You are viewing a plain text version of this content. The canonical link for it is here.
Posted to commits@superset.apache.org by di...@apache.org on 2023/01/30 16:31:38 UTC

[superset] 01/01: chore: Migrate /superset/estimate_query_cost/// to API v1

This is an automated email from the ASF dual-hosted git repository.

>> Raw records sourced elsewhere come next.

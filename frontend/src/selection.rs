use shared::OptimizeRequest;

use crate::error::ValidationError;

/// Origin and destination slots.
///
/// Marker clicks go through [`Selection::click`], which cycles start → end →
/// start-again. The select controls go through [`Selection::set_start`] and
/// [`Selection::set_end`], which overwrite a slot without touching the other.
#[derive(Debug, Clone, Default, PartialEq, Eq)]
pub struct Selection {
    start: Option<String>,
    end: Option<String>,
}

impl Selection {
    pub fn start(&self) -> Option<&str> {
        self.start.as_deref()
    }

    pub fn end(&self) -> Option<&str> {
        self.end.as_deref()
    }

    pub fn click(&mut self, city: &str) {
        match (&self.start, &self.end) {
            (None, _) => self.start = Some(city.to_string()),
            (Some(_), None) => self.end = Some(city.to_string()),
            (Some(_), Some(_)) => {
                self.start = Some(city.to_string());
                self.end = None;
            }
        }
    }

    pub fn set_start(&mut self, value: &str) {
        self.start = slot_value(value);
    }

    pub fn set_end(&mut self, value: &str) {
        self.end = slot_value(value);
    }

    pub fn to_request(&self) -> Result<OptimizeRequest, ValidationError> {
        match (&self.start, &self.end) {
            (Some(start), Some(end)) if start == end => Err(ValidationError::Duplicate),
            (Some(start), Some(end)) => Ok(OptimizeRequest {
                start_node: start.clone(),
                end_node: end.clone(),
            }),
            _ => Err(ValidationError::Missing),
        }
    }
}

fn slot_value(value: &str) -> Option<String> {
    (!value.is_empty()).then(|| value.to_string())
}
use optiroute_frontend::{
    Controller, Effect, Msg,
    error::FetchFailure,
    orchestrator::RequestState,
    render::{LineStyle, MapSurface, OverlayId},
};
use serde_json::json;
use shared::{CitiesResponse, City, Coordinate, OptimizationResult, RouteBounds};

#[derive(Default)]
struct FakeMap {
    markers: Vec<String>,
    live: Vec<(OverlayId, LineStyle)>,
    fits: Vec<RouteBounds>,
    next_id: u32,
}

impl MapSurface for FakeMap {
    fn add_city_marker(&mut self, city: &City) {
        self.markers.push(city.name.clone());
    }

    fn add_route(&mut self, _path: &[Coordinate], style: &LineStyle) -> OverlayId {
        self.next_id += 1;
        let id = OverlayId(self.next_id);
        self.live.push((id, *style));
        id
    }

    fn remove_route(&mut self, id: OverlayId) {
        self.live.retain(|(live, _)| *live != id);
    }

    fn fit_bounds(&mut self, bounds: RouteBounds, _padding_px: u32) {
        self.fits.push(bounds);
    }
}

fn cities_payload() -> Vec<City> {
    let body = json!({
        "cities": [
            {"name": "A", "lat": 0.0, "lon": 0.0},
            {"name": "B", "lat": 1.0, "lon": 1.0}
        ]
    });
    serde_json::from_value::<CitiesResponse>(body).unwrap().cities
}

fn optimize_payload() -> OptimizationResult {
    let body = json!({
        "start_node": "A",
        "end_node": "B",
        "base_coords": [[0, 0], [1, 1]],
        "opt_coords": [[0, 0], [1, 1]],
        "baseline_time": 10,
        "optimized_time": 7,
        "time_saved": 3,
        "baseline_cost": 40.5,
        "optimized_cost": 31.25,
        "cost_saved": 9.25,
        "efficiency_gain": 30,
        "baseline_path": ["A", "B"],
        "optimized_path": ["A", "B"]
    });
    serde_json::from_value(body).unwrap()
}

fn started(map: &mut FakeMap) -> Controller {
    let mut controller = Controller::new("");
    assert_eq!(controller.start(), vec![Effect::LoadCatalog]);
    let effects = controller.update(Msg::CitiesFetched(Ok(cities_payload())), map);
    assert!(effects.is_empty());
    controller
}

#[test]
fn click_submit_and_render_scenario() {
    let mut map = FakeMap::default();
    let mut controller = started(&mut map);
    assert_eq!(map.markers, vec!["A", "B"]);

    controller.update(Msg::MarkerClicked("A".into()), &mut map);
    controller.update(Msg::MarkerClicked("B".into()), &mut map);
    assert_eq!(controller.selection().start(), Some("A"));
    assert_eq!(controller.selection().end(), Some("B"));

    let effects = controller.update(Msg::Submit, &mut map);
    assert!(matches!(&effects[..], [Effect::Optimize(req)] if req.start_node == "A" && req.end_node == "B"));
    assert_eq!(controller.request_state(), RequestState::InFlight);
    assert_eq!(controller.submit_control().label, "Optimizing...");

    let effects = controller.update(Msg::OptimizationFetched(Ok(optimize_payload())), &mut map);
    assert!(effects.is_empty());

    let panel = controller.presenter().panel().expect("results panel visible");
    assert_eq!(panel.time_saved, "3 min");
    assert_eq!(panel.baseline_cost, "$40.5");
    assert_eq!(panel.efficiency_gain, "30%");
    assert_eq!(map.live.len(), 2);

    let fitted = map.fits.last().expect("viewport fitted");
    assert!(fitted.contains(Coordinate { lat: 0.0, lon: 0.0 }));
    assert!(fitted.contains(Coordinate { lat: 1.0, lon: 1.0 }));

    assert_eq!(controller.request_state(), RequestState::Idle);
    assert!(!controller.submit_control().disabled);
    assert_eq!(controller.submit_control().label, "Find Optimized Route");
}

#[test]
fn duplicate_selection_never_sends_request() {
    let mut map = FakeMap::default();
    let mut controller = started(&mut map);
    controller.update(Msg::StartChanged("A".into()), &mut map);
    controller.update(Msg::EndChanged("A".into()), &mut map);

    let effects = controller.update(Msg::Submit, &mut map);

    assert_eq!(
        effects,
        vec![Effect::Alert("Origin and Destination cannot be the same".into())]
    );
    assert_eq!(controller.request_state(), RequestState::Idle);
    assert!(controller.current_result().is_none());
}

#[test]
fn gate_reopens_after_failure() {
    let mut map = FakeMap::default();
    let mut controller = started(&mut map);
    controller.update(Msg::MarkerClicked("A".into()), &mut map);
    controller.update(Msg::MarkerClicked("B".into()), &mut map);
    controller.update(Msg::Submit, &mut map);

    let effects = controller.update(
        Msg::OptimizationFetched(Err(FetchFailure::Payload("missing field".into()))),
        &mut map,
    );

    assert_eq!(effects.len(), 1);
    assert_eq!(controller.request_state(), RequestState::Idle);
    assert!(!controller.submit_control().disabled);
    assert!(map.live.is_empty());
    assert!(!controller.presenter().is_visible());

    let retry = controller.update(Msg::Submit, &mut map);
    assert!(matches!(&retry[..], [Effect::Optimize(_)]));
}

#[test]
fn repeated_results_replace_overlays() {
    let mut map = FakeMap::default();
    let mut controller = started(&mut map);
    controller.update(Msg::MarkerClicked("A".into()), &mut map);
    controller.update(Msg::MarkerClicked("B".into()), &mut map);

    for _ in 0..3 {
        controller.update(Msg::Submit, &mut map);
        controller.update(Msg::OptimizationFetched(Ok(optimize_payload())), &mut map);
    }

    assert_eq!(map.live.len(), 2);
    assert_eq!(
        map.live.iter().map(|(id, _)| Some(*id)).collect::<Vec<_>>(),
        vec![controller.layers().baseline(), controller.layers().optimized()]
    );
}

#[test]
fn download_before_any_result_is_ignored() {
    let mut map = FakeMap::default();
    let mut controller = started(&mut map);

    assert!(controller.update(Msg::DownloadReport, &mut map).is_empty());
}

diegomedina24 pushed a commit to branch dm/migrate-estimate_query_cost-to-v1
in repository https://gitbox.apache.org/repos/asf/superset.git

commit f929d568f8ad535822ef6ff39bdfd9d6a394795a
Author: Diego Medina <di...@gmail.com>
AuthorDate: Mon Jan 30 13:12:56 2023 -0300

    chore: Migrate /superset/estimate_query_cost/<database_id>/<schema>/ to API v1
---
 superset-frontend/src/SqlLab/actions/sqlLab.js    |  20 ++--
 superset-frontend/src/SqlLab/reducers/sqlLab.js   |   2 +-
 superset/constants.py                             |   1 +
 superset/sqllab/api.py                            |  59 +++++++++++-
 superset/sqllab/commands/estimate.py              | 106 ++++++++++++++++++++++
 superset/sqllab/schemas.py                        |   7 ++
 tests/integration_tests/sql_lab/api_tests.py      |  67 ++++++++++++++
 tests/integration_tests/sql_lab/commands_tests.py |  78 +++++++++++++++-
 8 files changed, 325 insertions(+), 15 deletions(-)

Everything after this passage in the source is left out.